The state machine is realized with one label per state (prefixed with "scan_number_") and goto statements between them. The state machine contains cycles, but any cycle can be left when EOF is read. Therefore, the function is guaranteed to terminate.

During scanning, the read bytes are stored in token_buffer. This string is then converted to a signed integer, an unsigned integer, or a floating-point number.

Returns: token_type::value_unsigned, token_type::value_integer, or token_type::value_float if number could be successfully scanned, token_type::parse_error otherwise

Note: The scanner is independent of the current locale. Internally, the locale's decimal point is used instead of . to work with the locale-dependent converters.

Definition at line 7496 of file json.hpp.

◆ scan_string()

template<typename BasicJsonType , typename InputAdapterType >

token_type nlohmann::detail::lexer< BasicJsonType, InputAdapterType >::scan_string ( )

inlineprivate

scan a string literal

This function scans a string according to Sect. 7 of RFC 8259. While scanning, bytes are escaped and copied into buffer token_buffer. Then the function returns successfully, token_buffer is not null-terminated (as it may contain \0 bytes), and token_buffer.size() is the number of bytes in the string.

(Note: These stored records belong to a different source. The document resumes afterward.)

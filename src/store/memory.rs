//! # In-Memory Run State Store
//!
//! Process-local implementation of the run state store. A `DashMap` shards
//! flows; each flow's state sits behind its own `parking_lot::Mutex`, giving
//! row-level isolation between flows and atomic read-modify-write within one
//! flow. Cascade-delete semantics fall out of the layout: dropping the flow
//! entry drops every processor row with it.

use dashmap::DashMap;
use parking_lot::Mutex;
use std::sync::Arc;
use tracing::debug;

use super::{FlowRun, FlowSnapshot};
use crate::error::{EventFlowError, Result};
use crate::models::{Flow, FlowId, ProcessorStateRecord};
use crate::processor::ProcessorId;

#[derive(Default)]
pub struct InMemoryRunStateStore {
    runs: DashMap<FlowId, Arc<Mutex<FlowRun>>>,
}

impl InMemoryRunStateStore {
    pub fn new() -> Self {
        Self {
            runs: DashMap::new(),
        }
    }

    /// Create the flow record plus one PENDING row per declared processor
    ///
    /// Every processor has a tracked row before anything is dispatched; the
    /// unique (flow, processor) constraint is the map key.
    pub fn create_flow(
        &self,
        flow: Flow,
        processors: impl IntoIterator<Item = ProcessorId>,
    ) -> Result<()> {
        let flow_id = flow.id;
        let run = FlowRun {
            flow,
            processors: processors
                .into_iter()
                .map(|id| (id, ProcessorStateRecord::new(id)))
                .collect(),
        };

        match self.runs.entry(flow_id) {
            dashmap::mapref::entry::Entry::Occupied(_) => Err(EventFlowError::StoreError(
                format!("flow {flow_id} already exists"),
            )),
            dashmap::mapref::entry::Entry::Vacant(entry) => {
                debug!(flow_id = %flow_id, "Created flow run state");
                entry.insert(Arc::new(Mutex::new(run)));
                Ok(())
            }
        }
    }

    /// Run a closure under the flow's lock
    ///
    /// All orchestration writes go through here, so "mark complete, claim
    /// dependents, recheck completion" is a single atomic step.
    pub fn update<R>(&self, flow_id: FlowId, f: impl FnOnce(&mut FlowRun) -> R) -> Result<R> {
        let run = self.handle(flow_id)?;
        let mut guard = run.lock();
        Ok(f(&mut guard))
    }

    /// Immutable snapshot for reporting consumers
    pub fn snapshot(&self, flow_id: FlowId) -> Result<FlowSnapshot> {
        let run = self.handle(flow_id)?;
        let guard = run.lock();
        Ok(FlowSnapshot {
            flow: guard.flow.clone(),
            processors: guard.processors.clone(),
        })
    }

    pub fn processor_state(
        &self,
        flow_id: FlowId,
        processor: ProcessorId,
    ) -> Result<Option<ProcessorStateRecord>> {
        let run = self.handle(flow_id)?;
        let guard = run.lock();
        Ok(guard.processors.get(&processor).cloned())
    }

    pub fn contains(&self, flow_id: FlowId) -> bool {
        self.runs.contains_key(&flow_id)
    }

    /// Drop a flow and, with it, every processor row it owns
    pub fn delete_flow(&self, flow_id: FlowId) -> Result<()> {
        self.runs
            .remove(&flow_id)
            .map(|_| ())
            .ok_or_else(|| EventFlowError::StoreError(format!("flow {flow_id} not found")))
    }

    fn handle(&self, flow_id: FlowId) -> Result<Arc<Mutex<FlowRun>>> {
        self.runs
            .get(&flow_id)
            .map(|entry| Arc::clone(entry.value()))
            .ok_or_else(|| EventFlowError::StoreError(format!("flow {flow_id} not found")))
    }
}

Returns: token_type::value_string if string could be successfully scanned, token_type::parse_error otherwise

Note: In case of errors, variable error_message contains a textual description.

Definition at line 6781 of file json.hpp.

◆ skip_bom()

template<typename BasicJsonType , typename InputAdapterType >

bool nlohmann::detail::lexer< BasicJsonType, InputAdapterType >::skip_bom ( )

inline

skip the UTF-8 byte order mark

Returns: true iff there is no BOM or the correct BOM has been skipped

Definition at line 8013 of file json.hpp.

◆ skip_whitespace()

template<typename BasicJsonType , typename InputAdapterType >

void nlohmann::detail::lexer< BasicJsonType, InputAdapterType >::skip_whitespace ( )

inline

Definition at line 8027 of file json.hpp.

◆ strtof() [1/3]

template<typename BasicJsonType , typename InputAdapterType >

static void nlohmann::detail::lexer< BasicJsonType, InputAdapterType >::strtof	(	double &	f,
		const char *	str,
		char **	endptr )

inlinestaticprivatenoexcept

Definition at line 7445 of file json.hpp.

◆ strtof() [2/3]

template<typename BasicJsonType , typename InputAdapterType >

static void nlohmann::detail::lexer< BasicJsonType, InputAdapterType >::strtof	(	float &	f,
		const char *	str,
		char **	endptr )

inlinestaticprivatenoexcept

Definition at line 7439 of file json.hpp.

◆ strtof() [3/3]

template<typename BasicJsonType , typename InputAdapterType >

static void nlohmann::detail::lexer< BasicJsonType, InputAdapterType >::strtof	(	long double &	f,
		const char *	str,
		char **	endptr )

inlinestaticprivatenoexcept

Definition at line 7451 of file json.hpp.

◆ unget()

template<typename BasicJsonType , typename InputAdapterType >

void nlohmann::detail::lexer< BasicJsonType, InputAdapterType >::unget ( )

inlineprivate

unget current character (read it again on next get)

We implement unget by setting variable next_unget to true. The input is not changed - we just simulate ungetting by modifying chars_read_total, chars_read_current_line, and token_string. The next call to get() will behave as if the unget character is read again.

Definition at line 7901 of file json.hpp.